Task prompt:
Which lines in the data contain the word "tracing"? Please copy each of them.

----

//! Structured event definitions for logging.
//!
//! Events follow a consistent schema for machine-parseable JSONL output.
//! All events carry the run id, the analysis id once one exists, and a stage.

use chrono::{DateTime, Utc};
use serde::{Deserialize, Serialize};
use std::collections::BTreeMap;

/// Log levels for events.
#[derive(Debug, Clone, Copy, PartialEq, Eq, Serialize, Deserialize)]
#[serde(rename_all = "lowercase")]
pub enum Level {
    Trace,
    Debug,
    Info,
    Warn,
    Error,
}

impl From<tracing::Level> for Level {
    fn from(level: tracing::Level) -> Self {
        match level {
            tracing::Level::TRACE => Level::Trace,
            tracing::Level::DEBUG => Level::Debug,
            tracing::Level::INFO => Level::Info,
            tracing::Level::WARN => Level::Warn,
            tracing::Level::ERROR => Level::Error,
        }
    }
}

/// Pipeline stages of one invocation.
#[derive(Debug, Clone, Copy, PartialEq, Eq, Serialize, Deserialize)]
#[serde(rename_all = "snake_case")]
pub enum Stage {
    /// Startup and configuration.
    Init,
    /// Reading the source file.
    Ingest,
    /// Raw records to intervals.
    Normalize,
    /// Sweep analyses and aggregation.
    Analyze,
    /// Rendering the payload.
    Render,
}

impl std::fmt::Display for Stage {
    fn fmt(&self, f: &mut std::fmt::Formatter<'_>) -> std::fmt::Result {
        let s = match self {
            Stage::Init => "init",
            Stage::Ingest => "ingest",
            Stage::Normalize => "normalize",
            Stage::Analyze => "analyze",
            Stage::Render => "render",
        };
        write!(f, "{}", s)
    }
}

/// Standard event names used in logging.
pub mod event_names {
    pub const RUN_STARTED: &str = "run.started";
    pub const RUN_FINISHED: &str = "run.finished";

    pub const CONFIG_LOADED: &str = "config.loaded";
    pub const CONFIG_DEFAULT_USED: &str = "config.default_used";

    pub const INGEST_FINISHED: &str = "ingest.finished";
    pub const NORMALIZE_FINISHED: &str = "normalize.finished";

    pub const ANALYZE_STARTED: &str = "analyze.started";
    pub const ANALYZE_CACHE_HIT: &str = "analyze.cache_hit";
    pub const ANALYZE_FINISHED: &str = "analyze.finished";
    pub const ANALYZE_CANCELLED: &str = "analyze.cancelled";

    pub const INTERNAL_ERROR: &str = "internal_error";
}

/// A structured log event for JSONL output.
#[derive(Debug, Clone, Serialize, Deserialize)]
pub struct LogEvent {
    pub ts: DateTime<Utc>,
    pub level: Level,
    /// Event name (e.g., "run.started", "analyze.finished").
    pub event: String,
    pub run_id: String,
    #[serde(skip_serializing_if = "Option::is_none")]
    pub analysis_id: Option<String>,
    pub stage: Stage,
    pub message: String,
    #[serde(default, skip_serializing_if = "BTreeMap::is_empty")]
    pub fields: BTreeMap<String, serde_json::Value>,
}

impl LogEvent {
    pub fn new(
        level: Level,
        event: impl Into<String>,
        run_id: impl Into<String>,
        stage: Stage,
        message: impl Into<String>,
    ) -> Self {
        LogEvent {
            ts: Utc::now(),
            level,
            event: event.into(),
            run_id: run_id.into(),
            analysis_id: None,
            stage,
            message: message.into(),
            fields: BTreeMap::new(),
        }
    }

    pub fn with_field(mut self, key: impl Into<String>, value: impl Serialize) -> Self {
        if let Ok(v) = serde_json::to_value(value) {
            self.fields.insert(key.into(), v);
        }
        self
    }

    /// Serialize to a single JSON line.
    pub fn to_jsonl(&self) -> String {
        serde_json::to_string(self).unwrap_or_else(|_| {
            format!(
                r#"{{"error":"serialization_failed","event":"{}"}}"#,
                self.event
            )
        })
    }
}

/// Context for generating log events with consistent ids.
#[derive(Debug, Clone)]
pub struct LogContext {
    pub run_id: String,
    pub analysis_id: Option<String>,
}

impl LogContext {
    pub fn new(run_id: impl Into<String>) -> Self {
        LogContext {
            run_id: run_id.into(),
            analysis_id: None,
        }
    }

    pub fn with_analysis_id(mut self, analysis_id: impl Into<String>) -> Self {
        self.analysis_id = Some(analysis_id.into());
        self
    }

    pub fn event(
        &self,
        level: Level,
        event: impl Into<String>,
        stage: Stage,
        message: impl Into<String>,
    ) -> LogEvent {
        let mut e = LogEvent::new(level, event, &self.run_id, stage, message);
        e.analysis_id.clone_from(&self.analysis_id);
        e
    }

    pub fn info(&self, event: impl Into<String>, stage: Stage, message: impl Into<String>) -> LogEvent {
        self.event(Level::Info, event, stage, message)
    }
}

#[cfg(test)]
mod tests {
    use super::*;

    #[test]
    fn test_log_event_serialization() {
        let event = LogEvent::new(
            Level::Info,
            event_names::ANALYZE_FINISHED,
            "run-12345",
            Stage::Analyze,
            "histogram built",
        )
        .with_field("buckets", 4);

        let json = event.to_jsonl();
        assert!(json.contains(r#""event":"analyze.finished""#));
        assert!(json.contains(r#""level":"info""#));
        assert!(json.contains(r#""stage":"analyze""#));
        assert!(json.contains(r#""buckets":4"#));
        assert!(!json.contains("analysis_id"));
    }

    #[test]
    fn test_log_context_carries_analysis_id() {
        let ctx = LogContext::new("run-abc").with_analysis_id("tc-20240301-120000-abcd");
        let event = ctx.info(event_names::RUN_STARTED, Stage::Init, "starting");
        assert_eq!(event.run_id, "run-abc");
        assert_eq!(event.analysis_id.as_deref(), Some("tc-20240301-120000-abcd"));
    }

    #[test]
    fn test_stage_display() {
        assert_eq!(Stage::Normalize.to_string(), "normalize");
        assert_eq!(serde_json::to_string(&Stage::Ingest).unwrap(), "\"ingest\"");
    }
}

----

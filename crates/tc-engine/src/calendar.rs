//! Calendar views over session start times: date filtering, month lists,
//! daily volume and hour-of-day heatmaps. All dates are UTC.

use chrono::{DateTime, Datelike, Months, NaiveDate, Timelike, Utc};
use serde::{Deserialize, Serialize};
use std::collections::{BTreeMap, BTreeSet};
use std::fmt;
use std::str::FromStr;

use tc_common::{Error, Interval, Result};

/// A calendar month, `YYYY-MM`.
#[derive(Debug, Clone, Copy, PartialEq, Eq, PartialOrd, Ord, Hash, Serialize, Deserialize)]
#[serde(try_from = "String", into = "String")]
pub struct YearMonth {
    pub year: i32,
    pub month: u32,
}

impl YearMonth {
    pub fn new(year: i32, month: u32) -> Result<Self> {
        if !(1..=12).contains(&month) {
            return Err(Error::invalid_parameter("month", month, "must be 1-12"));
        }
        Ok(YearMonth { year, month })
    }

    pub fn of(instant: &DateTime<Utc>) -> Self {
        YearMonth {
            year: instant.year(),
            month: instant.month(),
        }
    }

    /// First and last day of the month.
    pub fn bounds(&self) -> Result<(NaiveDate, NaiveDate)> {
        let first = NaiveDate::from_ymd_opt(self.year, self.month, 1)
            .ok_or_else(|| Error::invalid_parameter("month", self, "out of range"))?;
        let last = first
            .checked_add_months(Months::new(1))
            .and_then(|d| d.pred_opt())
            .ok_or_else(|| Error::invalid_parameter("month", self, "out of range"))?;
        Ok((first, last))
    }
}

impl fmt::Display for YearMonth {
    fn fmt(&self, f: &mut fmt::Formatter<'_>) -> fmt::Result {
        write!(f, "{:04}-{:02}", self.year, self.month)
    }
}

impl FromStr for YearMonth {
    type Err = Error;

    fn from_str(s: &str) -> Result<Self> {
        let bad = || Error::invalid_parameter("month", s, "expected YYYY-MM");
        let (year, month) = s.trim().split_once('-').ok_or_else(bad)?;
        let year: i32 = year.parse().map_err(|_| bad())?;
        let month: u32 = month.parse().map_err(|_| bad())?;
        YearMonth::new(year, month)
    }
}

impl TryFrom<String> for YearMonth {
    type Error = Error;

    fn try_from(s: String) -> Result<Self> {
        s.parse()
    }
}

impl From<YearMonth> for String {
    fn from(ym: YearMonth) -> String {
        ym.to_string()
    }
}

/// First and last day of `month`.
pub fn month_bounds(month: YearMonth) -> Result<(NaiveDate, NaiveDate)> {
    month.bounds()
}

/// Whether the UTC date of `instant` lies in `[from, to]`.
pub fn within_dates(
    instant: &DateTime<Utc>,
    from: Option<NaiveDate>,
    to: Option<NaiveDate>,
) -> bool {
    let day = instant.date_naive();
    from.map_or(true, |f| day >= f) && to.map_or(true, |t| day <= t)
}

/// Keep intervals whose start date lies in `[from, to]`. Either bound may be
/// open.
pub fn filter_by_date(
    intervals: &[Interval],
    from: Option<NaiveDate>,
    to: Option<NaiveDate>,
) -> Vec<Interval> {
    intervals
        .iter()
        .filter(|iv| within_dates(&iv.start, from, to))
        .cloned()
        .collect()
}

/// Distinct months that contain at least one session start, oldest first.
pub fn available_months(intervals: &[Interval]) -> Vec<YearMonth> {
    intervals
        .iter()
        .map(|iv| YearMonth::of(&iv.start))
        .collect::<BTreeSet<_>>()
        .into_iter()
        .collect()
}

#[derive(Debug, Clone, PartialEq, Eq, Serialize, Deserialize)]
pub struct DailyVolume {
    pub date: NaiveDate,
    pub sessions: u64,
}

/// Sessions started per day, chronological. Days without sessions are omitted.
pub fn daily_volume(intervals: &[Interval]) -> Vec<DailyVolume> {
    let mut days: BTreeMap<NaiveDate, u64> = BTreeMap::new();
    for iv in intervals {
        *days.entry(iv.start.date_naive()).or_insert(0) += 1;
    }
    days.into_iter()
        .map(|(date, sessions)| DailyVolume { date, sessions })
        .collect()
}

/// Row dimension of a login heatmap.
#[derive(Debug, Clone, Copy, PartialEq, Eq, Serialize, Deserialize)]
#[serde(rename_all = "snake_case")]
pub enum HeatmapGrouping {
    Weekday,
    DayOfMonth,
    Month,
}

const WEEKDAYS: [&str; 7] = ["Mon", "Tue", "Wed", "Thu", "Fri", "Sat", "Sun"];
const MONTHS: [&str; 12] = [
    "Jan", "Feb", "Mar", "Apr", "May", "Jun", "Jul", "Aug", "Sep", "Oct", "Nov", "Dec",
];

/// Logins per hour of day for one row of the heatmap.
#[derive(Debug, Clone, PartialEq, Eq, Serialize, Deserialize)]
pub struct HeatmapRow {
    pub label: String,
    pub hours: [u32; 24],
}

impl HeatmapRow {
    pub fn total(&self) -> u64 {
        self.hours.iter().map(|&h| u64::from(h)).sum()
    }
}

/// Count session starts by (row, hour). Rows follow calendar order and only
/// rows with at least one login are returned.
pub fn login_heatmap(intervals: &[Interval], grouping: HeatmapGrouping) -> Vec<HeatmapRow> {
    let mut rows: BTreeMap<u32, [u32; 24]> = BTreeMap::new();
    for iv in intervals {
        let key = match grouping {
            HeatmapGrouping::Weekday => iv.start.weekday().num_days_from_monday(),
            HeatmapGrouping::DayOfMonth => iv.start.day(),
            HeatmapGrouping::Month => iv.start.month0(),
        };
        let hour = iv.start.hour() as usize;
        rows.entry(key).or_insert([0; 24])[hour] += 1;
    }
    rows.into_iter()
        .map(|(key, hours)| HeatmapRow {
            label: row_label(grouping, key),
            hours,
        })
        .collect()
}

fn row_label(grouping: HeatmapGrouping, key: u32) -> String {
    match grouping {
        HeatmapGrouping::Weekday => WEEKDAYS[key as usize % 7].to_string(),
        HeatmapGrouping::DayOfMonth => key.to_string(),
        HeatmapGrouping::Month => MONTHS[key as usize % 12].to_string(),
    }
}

----

Response:
impl From<tracing::Level> for Level {
    fn from(level: tracing::Level) -> Self {
            tracing::Level::TRACE => Level::Trace,
            tracing::Level::DEBUG => Level::Debug,
            tracing::Level::INFO => Level::Info,
            tracing::Level::WARN => Level::Warn,
            tracing::Level::ERROR => Level::Error,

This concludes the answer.